Shadow_Man am 18.07.2006 15:00 schrieb:
			
		

> Keine - brauch' keine Konsole.



gehts mir genauso...obwohl der HD-Fernseher schon ein bisschen nach ne Next-Gen-Console schreit


----------



## lordblizzard (19. Juli 2006)

Shadow_Man am 18.07.2006 15:00 schrieb:
			
		

> Keine - brauch' keine Konsole.


dito

PC kann mehr und für die Spiele, die die exklusiv für Konsolen kommen, brauche ich keine, denn die sinds nicht wert.


----------



## Bonkic (19. Juli 2006)

lordblizzard am 19.07.2006 16:51 schrieb:
			
		

> , denn die sinds nicht wert.




*für dich*.


----------



## Freezeman (19. Juli 2006)

Bonkic am 18.07.2006 14:33 schrieb:
			
		

> annon11 am 18.07.2006 14:03 schrieb:
> 
> 
> 
> ...



Seh ich auch so. Ich habe selbst mehrere Konsolen neben dem PC und möchte die nicht mehr missen. 
Wer sich keine konsole anschaffen möchte soll das tun, dabei verpasst er aber imho viele sehr gute Games.


----------



## crackajack (19. Juli 2006)

[x] Wii (der Controller ist mal wirklich innovativ und die nintendoeigenen Entwicklungen sehen verdammt gut aus)
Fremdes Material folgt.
//! In-memory filesystem adapter for testing.

use std::{
    collections::{BTreeMap, BTreeSet},
    path::{Component, Path, PathBuf},
    sync::{Arc, RwLock, RwLockReadGuard, RwLockWriteGuard},
};

use momo_core::{
    application::{ApplicationError, ports::Filesystem},
    error::{MomoError, MomoResult},
};

/// In-memory filesystem for testing.
///
/// Clones share state, so a test can hand one clone to a service and
/// inspect another afterwards.
#[derive(Debug, Clone, Default)]
pub struct MemoryFilesystem {
    inner: Arc<RwLock<MemoryFilesystemInner>>,
}

#[derive(Debug, Default)]
struct MemoryFilesystemInner {
    files: BTreeMap<PathBuf, String>,
    directories: BTreeSet<PathBuf>,
}

impl MemoryFilesystemInner {
    fn add_dir_chain(&mut self, path: &Path) {
        let mut current = PathBuf::new();
        for component in path.components() {
            current.push(component);
            if !matches!(component, Component::RootDir | Component::Prefix(_)) {
                self.directories.insert(current.clone());
            }
        }
    }
}

impl MemoryFilesystem {
    /// Create a new empty memory filesystem.
    pub fn new() -> Self {
        Self::default()
    }

    /// Seed a file, creating its parent directories.
    pub fn with_file(self, path: impl AsRef<Path>, content: impl Into<String>) -> Self {
        let path = path.as_ref();
        if let Ok(mut inner) = self.inner.write() {
            if let Some(parent) = path.parent() {
                inner.add_dir_chain(parent);
            }
            inner.files.insert(path.to_path_buf(), content.into());
        }
        self
    }

    /// Seed a JSON file.
    pub fn with_json(self, path: impl AsRef<Path>, value: &serde_json::Value) -> Self {
        self.with_file(path, momo_core::domain::to_pretty_json(value))
    }

    /// Seed an empty directory and its parents.
    pub fn with_dir(self, path: impl AsRef<Path>) -> Self {
        if let Ok(mut inner) = self.inner.write() {
            inner.add_dir_chain(path.as_ref());
        }
        self
    }

    /// Read a file's content (testing helper).
    pub fn read_file(&self, path: impl AsRef<Path>) -> Option<String> {
        let inner = self.inner.read().ok()?;
        inner.files.get(path.as_ref()).cloned()
    }

    /// All files, sorted.
    pub fn list_files(&self) -> Vec<PathBuf> {
        self.inner
            .read()
            .map(|inner| inner.files.keys().cloned().collect())
            .unwrap_or_default()
    }

    fn read(&self) -> MomoResult<RwLockReadGuard<'_, MemoryFilesystemInner>> {
        self.inner.read().map_err(|_| poisoned())
    }

    fn write(&self) -> MomoResult<RwLockWriteGuard<'_, MemoryFilesystemInner>> {
        self.inner.write().map_err(|_| poisoned())
    }
}

fn poisoned() -> MomoError {
    MomoError::Internal {
        message: "memory filesystem lock poisoned".into(),
    }
}

fn children<'a>(
    paths: impl Iterator<Item = &'a PathBuf> + 'a,
    parent: &'a Path,
) -> impl Iterator<Item = &'a PathBuf> + 'a {
    paths.filter(move |p| p.parent() == Some(parent))
}

impl Filesystem for MemoryFilesystem {
    fn list_dirs(&self, path: &Path) -> MomoResult<Vec<PathBuf>> {
        let inner = self.read()?;
        Ok(children(inner.directories.iter(), path).cloned().collect())
    }

    fn list_entries(&self, path: &Path) -> MomoResult<Vec<String>> {
        let inner = self.read()?;
        if !inner.directories.contains(path) {
            return Err(ApplicationError::filesystem(path, "no such directory").into());
        }
        let names = children(inner.directories.iter(), path)
            .chain(children(inner.files.keys(), path))
            .filter_map(|p| p.file_name())
            .map(|n| n.to_string_lossy().into_owned())
            .collect();
        Ok(names)
    }

    fn read_to_string(&self, path: &Path) -> MomoResult<String> {
        let inner = self.read()?;
        inner
            .files
            .get(path)
            .cloned()
            .ok_or_else(|| ApplicationError::filesystem(path, "no such file").into())
    }

    fn exists(&self, path: &Path) -> bool {
        self.inner
            .read()
            .map(|inner| inner.files.contains_key(path) || inner.directories.contains(path))
            .unwrap_or(false)
    }

    fn is_dir(&self, path: &Path) -> bool {
        self.inner
            .read()
            .map(|inner| inner.directories.contains(path))
            .unwrap_or(false)
    }

    fn create_dir_all(&self, path: &Path) -> MomoResult<()> {
        self.write()?.add_dir_chain(path);
        Ok(())
    }

    fn write_file(&self, path: &Path, content: &str) -> MomoResult<()> {
        let mut inner = self.write()?;

        // Ensure parent exists
        if let Some(parent) = path.parent() {
            if !parent.as_os_str().is_empty()
                && parent.parent().is_some()
                && !inner.directories.contains(parent)
            {
                return Err(ApplicationError::filesystem(path, "Parent directory does not exist").into());
            }
        }

        inner.files.insert(path.to_path_buf(), content.to_string());
        Ok(())
    }

    fn remove_dir_all(&self, path: &Path) -> MomoResult<()> {
        let mut inner = self.write()?;
        inner.directories.retain(|p| !p.starts_with(path));
        inner.files.retain(|p, _| !p.starts_with(path));
        Ok(())
    }

    fn find_dirs_named(&self, root: &Path, names: &[String]) -> MomoResult<Vec<PathBuf>> {
        let inner = self.read()?;
        let mut found: Vec<PathBuf> = Vec::new();

        // BTreeSet order visits a directory before anything beneath it.
        for dir in inner.directories.iter().filter(|d| d.starts_with(root) && *d != root) {
            if found.iter().any(|f| dir.starts_with(f)) {
                continue;
            }
            let matches = dir
                .file_name()
                .and_then(|n| n.to_str())
                .is_some_and(|name| names.iter().any(|n| n == name));
            if matches {
                found.push(dir.clone());
            }
        }

        Ok(found)
    }
}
Die PS3 und XBOX360 setzt mir zu sehr auf Grafikprotzereien, auch wenn ich dann wohl ein paar Exklusivtitel verpassen werde.
Dasselbe habe ich ja schon beim PC.....


----------



## El-Chupakneebray (20. Juli 2006)

Wenn überhaupt dann den Wii.
Grund 1: Die Nintendo-Only Spiele lohnen sich zu spielen.
Grund 2: NES,SNES,N64 Spiele auch auf Wii spielbar.
Grund 3: Der geile Name


----------



## JohnCarpenter (20. Juli 2006)

lordblizzard am 19.07.2006 16:51 schrieb:
			
		

> dito
> 
> PC kann mehr und für die Spiele, die die exklusiv für Konsolen kommen, brauche ich keine, denn die sinds nicht wert.
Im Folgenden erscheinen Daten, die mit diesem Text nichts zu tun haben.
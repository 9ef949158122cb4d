//! Tests for exit codes and error messages.

use std::path::Path;

use assert_cmd::Command;
use predicates::prelude::*;
use tempfile::TempDir;

fn momo(dir: &Path) -> Command {
    let mut cmd = Command::cargo_bin("momo").unwrap();
    cmd.current_dir(dir)
        .env("NO_COLOR", "1")
        .arg("--config")
        .arg(dir.join("settings.json"));
    cmd
}

#[test]
fn dep_outside_project_is_a_user_error() {
    let tmp = TempDir::new().unwrap();
    momo(tmp.path())
        .args(["dep", "zod"])
        .assert()
        .code(2)
        .stderr(predicate::str::contains("Not inside a momo project"))
        .stderr(predicate::str::contains("momo create"));
}

#[test]
fn failure_is_reported_once() {
    let tmp = TempDir::new().unwrap();
    let out = momo(tmp.path()).args(["dep", "zod"]).output().unwrap();
    let stderr = String::from_utf8_lossy(&out.stderr);
    assert_eq!(stderr.matches("Not inside a momo project").count(), 1);
    assert!(!stderr.contains("WARN"));
}

#[test]
fn bare_add_outside_project_is_a_user_error() {
    let tmp = TempDir::new().unwrap();
    momo(tmp.path())
        .arg("add")
        .assert()
        .code(2)
        .stderr(predicate::str::contains("Not inside a momo project"));
}

#[test]
fn bare_add_without_terminal_asks_for_flags() {
    let tmp = TempDir::new().unwrap();
    momo(tmp.path())
        .args(["create", "acme", "--scope", "@acme", "--manager", "npm"])
        .assert()
        .success();

    momo(&tmp.path().join("acme"))
        .arg("add")
        .assert()
        .code(2)
        .stderr(predicate::str::contains("What do you want to add?"));
}

#[test]
fn dep_with_unknown_app_is_not_found() {
    let tmp = TempDir::new().unwrap();
    momo(tmp.path())
        .args(["create", "acme", "--scope", "@acme", "--manager", "npm"])
        .assert()
        .success();

    momo(&tmp.path().join("acme"))
        .args(["add", "dep", "zod", "--app", "missing"])
        .assert()
        .code(3)
        .stderr(predicate::str::contains("app 'missing' not found"));
}

#[test]
fn invalid_project_name_is_rejected() {
    let tmp = TempDir::new().unwrap();
    momo(tmp.path())
        .args(["create", "Bad Name", "--scope", "@acme", "--manager", "npm"])
        .assert()
        .code(2)
        .stderr(predicate::str::contains("Error:"));
    assert!(!tmp.path().join("Bad Name").exists());
}

#[test]
fn create_inside_project_is_refused() {
    let tmp = TempDir::new().unwrap();
    momo(tmp.path())
        .args(["create", "acme", "--scope", "@acme", "--manager", "npm"])
        .assert()
        .success();

    momo(&tmp.path().join("acme"))
        .args(["create", "nested", "--scope", "@acme", "--manager", "npm"])
        .assert()
        .code(2);
}

#[test]
fn unknown_config_key_is_not_found() {
    let tmp = TempDir::new().unwrap();
    momo(tmp.path())
        .args(["config", "get", "colour"])
        .assert()
        .code(3)
        .stderr(predicate::str::contains("Key \"colour\" not found"));
}

#[test]
fn invalid_manager_value_is_a_config_error() {
    let tmp = TempDir::new().unwrap();
    momo(tmp.path())
        .args(["config", "set", "manager", "bower"])
        .assert()
        .code(4);
}

#[test]
fn clap_rejects_unknown_flavor() {
    let tmp = TempDir::new().unwrap();
    momo(tmp.path())
        .args(["add", "app", "web", "--flavor", "svelte"])
        .assert()
        .code(2)
        .stderr(predicate::str::contains("svelte"));
}

#[test]
fn quiet_conflicts_with_verbose() {
    Command::cargo_bin("momo")
        .unwrap()
        .args(["-q", "-v", "list"])
        .assert()
        .code(2);
}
Genau!      Es gibt einige NexGen-Konsolentitel, die sind schon ein ziemlicher Hammer (man muss sich nur auch mal drüber informieren!)
Und die Konsole gibt's eh für den Gegenwert einer aktuellen PC-Grafikkarte im oberen Segment (nur ist die schon nach einem Jahr mit der nächsten DX-Revision veraltet).
Auch wenn ich zur Zeit noch Multiplattformgamer bin, tendiere ich doch langsam dazu, meinen PC nicht mehr (so oft) aufzurüsten.Der Ego-Shooter-Wahn hängt mir eh zum Hals raus und für Adventures und das ein oder andere RPG wirds noch reichen. Die Grafikgranaten  scheinen eh überwiegend auch für Konsole zu kommen.(Gerüchteweise sogar später auch Crysis und Gothic3)
Ich warte nur noch auf den PS3-Relaese, um zu schauen, ob Sony wenigstens halbwegs den Erwartungen gerecht wird. Wenn nicht, warte ich auf die verbesserte XBOX360, die ja Anfang 2007 kommen soll.


----------



## HanFred (20. Juli 2006)

JohnCarpenter am 20.07.2006 15:51 schrieb:
			
		

> Ich warte nur noch auf den PS3-Relaese, um zu schauen, ob Sony wenigstens halbwegs den Erwartungen gerecht wird. Wenn nicht, warte ich auf die verbesserte XBOX360, die ja Anfang 2007 kommen soll.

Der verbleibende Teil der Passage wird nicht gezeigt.